ASSIGNED TASK. From the entries below, copy every line that holds the word "info".

RAW DATA.
┌──

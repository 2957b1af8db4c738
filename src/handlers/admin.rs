//! Admin-area endpoints: SEO management, contact follow-up, users, audit log, security metrics.

use super::site::parse_body;
use crate::audit::{self, AuditEntry, AuditLogQuery};
use crate::auth::{authorize, Action, AuthUser};
use crate::contact::{self, ContactStatus, SubmissionQuery};
use crate::error::AppError;
use crate::response::{success_many, success_one, success_one_ok};
use crate::seo::{self, PageSeoInput, SeoDefaults};
use crate::state::AppState;
use crate::users::{self, NewUser, UserQuery, UserUpdate};
use axum::{
    extract::{Path, Query, State},
    http::StatusCode,
    response::IntoResponse,
    Json,
};
use serde::Deserialize;
use serde_json::{json, Value};

const SEO: &str = "seo";
const CONTACT_SUBMISSIONS: &str = "contact-submissions";
const USERS: &str = "users";
const AUDIT_LOGS: &str = "audit-logs";
const SECURITY: &str = "security";

fn parse_uuid(raw: &str) -> Result<uuid::Uuid, AppError> {
    uuid::Uuid::parse_str(raw).map_err(|_| AppError::BadRequest("invalid uuid".into()))
}

// SEO

pub async fn get_seo_defaults(State(state): State<AppState>, user: AuthUser) -> Result<impl IntoResponse, AppError> {
    authorize(&state, &user, SEO, Action::Read)?;
    let d = seo::get_defaults(&state.pool, &state.settings.cms_schema).await?;
    Ok(success_one_ok(d))
}

pub async fn put_seo_defaults(
    State(state): State<AppState>,
    user: AuthUser,
    Json(body): Json<Value>,
) -> Result<impl IntoResponse, AppError> {
    authorize(&state, &user, SEO, Action::Write)?;
    let defaults: SeoDefaults = parse_body(body)?;
    let saved = seo::put_defaults(&state.pool, &state.settings.cms_schema, &defaults).await?;
    audit::record_detached(
        &state,
        AuditEntry::new(audit::ACTION_UPDATE, "seo-defaults")
            .actor(&user)
            .resource_id(seo::DEFAULTS_ID),
    );
    Ok(success_one_ok(saved))
}

pub async fn list_seo_pages(State(state): State<AppState>, user: AuthUser) -> Result<impl IntoResponse, AppError> {
    authorize(&state, &user, SEO, Action::Read)?;
    let pages = seo::list_pages(&state.pool, &state.settings.cms_schema).await?;
    Ok(success_many(pages))
}

pub async fn put_seo_page(
    State(state): State<AppState>,
    user: AuthUser,
    Json(body): Json<Value>,
) -> Result<impl IntoResponse, AppError> {
    authorize(&state, &user, SEO, Action::Write)?;
    let input: PageSeoInput = parse_body(body)?;
    let page = seo::upsert_page(&state.pool, &state.settings.cms_schema, input).await?;
    audit::record_detached(
        &state,
        AuditEntry::new(audit::ACTION_UPDATE, "page-seo")
            .actor(&user)
            .resource_id(page.id)
            .details(json!({ "page_path": page.page_path })),
    );
    Ok(success_one_ok(page))
}

pub async fn delete_seo_page(
    State(state): State<AppState>,
    user: AuthUser,
    Path(id): Path<String>,
) -> Result<impl IntoResponse, AppError> {
    authorize(&state, &user, SEO, Action::Delete)?;
    let id = parse_uuid(&id)?;
    if !seo::delete_page(&state.pool, &state.settings.cms_schema, id).await? {
        return Err(AppError::NotFound(format!("page seo {}", id)));
    }
    audit::record_detached(
        &state,
        AuditEntry::new(audit::ACTION_DELETE, "page-seo").actor(&user).resource_id(id),
    );
    Ok(StatusCode::NO_CONTENT)
}

// Contact submissions

pub async fn list_contact_submissions(
    State(state): State<AppState>,
    user: AuthUser,
    Query(q): Query<SubmissionQuery>,
) -> Result<impl IntoResponse, AppError> {
    authorize(&state, &user, CONTACT_SUBMISSIONS, Action::Read)?;
    let rows = contact::list(&state.pool, &state.settings.cms_schema, &q).await?;
    Ok(success_many(rows))
}

#[derive(Debug, Deserialize)]
pub struct StatusChange {
    pub status: String,
}

pub async fn update_contact_submission(
    State(state): State<AppState>,
    user: AuthUser,
    Path(id): Path<String>,
    Json(body): Json<Value>,
) -> Result<impl IntoResponse, AppError> {
    authorize(&state, &user, CONTACT_SUBMISSIONS, Action::Write)?;
    let id = parse_uuid(&id)?;
    let change: StatusChange = parse_body(body)?;
    let status: ContactStatus = change.status.parse()?;
    let row = contact::set_status(&state.pool, &state.settings.cms_schema, id, status)
        .await?
        .ok_or_else(|| AppError::NotFound(format!("contact submission {}", id)))?;
    audit::record_detached(
        &state,
        AuditEntry::new(audit::ACTION_UPDATE, CONTACT_SUBMISSIONS)
            .actor(&user)
            .resource_id(id)
            .details(json!({ "status": status.as_str() })),
    );
    Ok(success_one_ok(row))
}

// Users

pub async fn list_users(
    State(state): State<AppState>,
    user: AuthUser,
    Query(q): Query<UserQuery>,
) -> Result<impl IntoResponse, AppError> {
    authorize(&state, &user, USERS, Action::Read)?;
    let rows = users::list(&state.pool, &state.settings.cms_schema, &q).await?;
    Ok(success_many(rows))
}

pub async fn get_user(
    State(state): State<AppState>,
    user: AuthUser,
    Path(id): Path<String>,
) -> Result<impl IntoResponse, AppError> {
    authorize(&state, &user, USERS, Action::Read)?;
    let id = parse_uuid(&id)?;
    let row = users::get(&state.pool, &state.settings.cms_schema, id)
        .await?
        .ok_or_else(|| AppError::NotFound(format!("user {}", id)))?;
    Ok(success_one_ok(row))
}

pub async fn create_user(
    State(state): State<AppState>,
    user: AuthUser,
    Json(body): Json<Value>,
) -> Result<impl IntoResponse, AppError> {
    authorize(&state, &user, USERS, Action::Write)?;
    let new: NewUser = parse_body(body)?;
    let created = users::create(&state.pool, &state.settings.cms_schema, &user, new).await?;
    tracing::info!(user_id = %created.id, role = %created.role, actor = %user.user_id, "user created");
    audit::record_detached(
        &state,
        AuditEntry::new(audit::ACTION_CREATE, USERS)
            .actor(&user)
            .resource_id(created.id)
            .details(json!({ "role": created.role })),
    );
    Ok(success_one(created))
}

pub async fn update_user(
    State(state): State<AppState>,
    user: AuthUser,
    Path(id): Path<String>,
    Json(body): Json<Value>,
) -> Result<impl IntoResponse, AppError> {
    authorize(&state, &user, USERS, Action::Write)?;
    let id = parse_uuid(&id)?;
    let changes: UserUpdate = parse_body(body)?;
    let updated = users::update(&state.pool, &state.settings.cms_schema, &user, id, changes)
        .await?
        .ok_or_else(|| AppError::NotFound(format!("user {}", id)))?;
    let new_role = updated.user.role.clone();
    if new_role != updated.previous_role.as_str() {
        tracing::info!(user_id = %id, from = %updated.previous_role, to = %new_role, "role changed");
        audit::record_detached(
            &state,
            AuditEntry::new(audit::ACTION_ROLE_CHANGE, USERS)
                .actor(&user)
                .resource_id(id)
                .details(json!({ "from": updated.previous_role, "to": new_role })),
        );
    } else {
        audit::record_detached(
            &state,
            AuditEntry::new(audit::ACTION_UPDATE, USERS).actor(&user).resource_id(id),
        );
    }
    Ok(success_one_ok(updated.user))
}

pub async fn delete_user(
    State(state): State<AppState>,
    user: AuthUser,
    Path(id): Path<String>,
) -> Result<impl IntoResponse, AppError> {
    authorize(&state, &user, USERS, Action::Delete)?;
    let id = parse_uuid(&id)?;
    let deleted = users::delete(&state.pool, &state.settings.cms_schema, &user, id)
        .await?
        .ok_or_else(|| AppError::NotFound(format!("user {}", id)))?;
    audit::record_detached(
        &state,
        AuditEntry::new(audit::ACTION_DELETE, USERS)
            .actor(&user)
            .resource_id(id)
            .details(json!({ "email": deleted.email, "role": deleted.role })),
    );
    Ok(StatusCode::NO_CONTENT)
}

// Audit log and metrics

pub async fn list_audit_logs(
    State(state): State<AppState>,
    user: AuthUser,
    Query(q): Query<AuditLogQuery>,
) -> Result<impl IntoResponse, AppError> {
    authorize(&state, &user, AUDIT_LOGS, Action::Read)?;
    let rows = audit::list(&state.pool, &state.settings.cms_schema, &q).await?;
    Ok(success_many(rows))
}

pub async fn security_metrics(State(state): State<AppState>, user: AuthUser) -> Result<impl IntoResponse, AppError> {
    authorize(&state, &user, SECURITY, Action::Read)?;
    let metrics = audit::security_metrics(&state.pool, &state.settings.cms_schema).await?;
    Ok(success_one_ok(metrics))
}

└──

RESPONSE.
    tracing::info!(user_id = %created.id, role = %created.role, actor = %user.user_id, "user created");
        tracing::info!(user_id = %id, from = %updated.previous_role, to = %new_role, "role changed");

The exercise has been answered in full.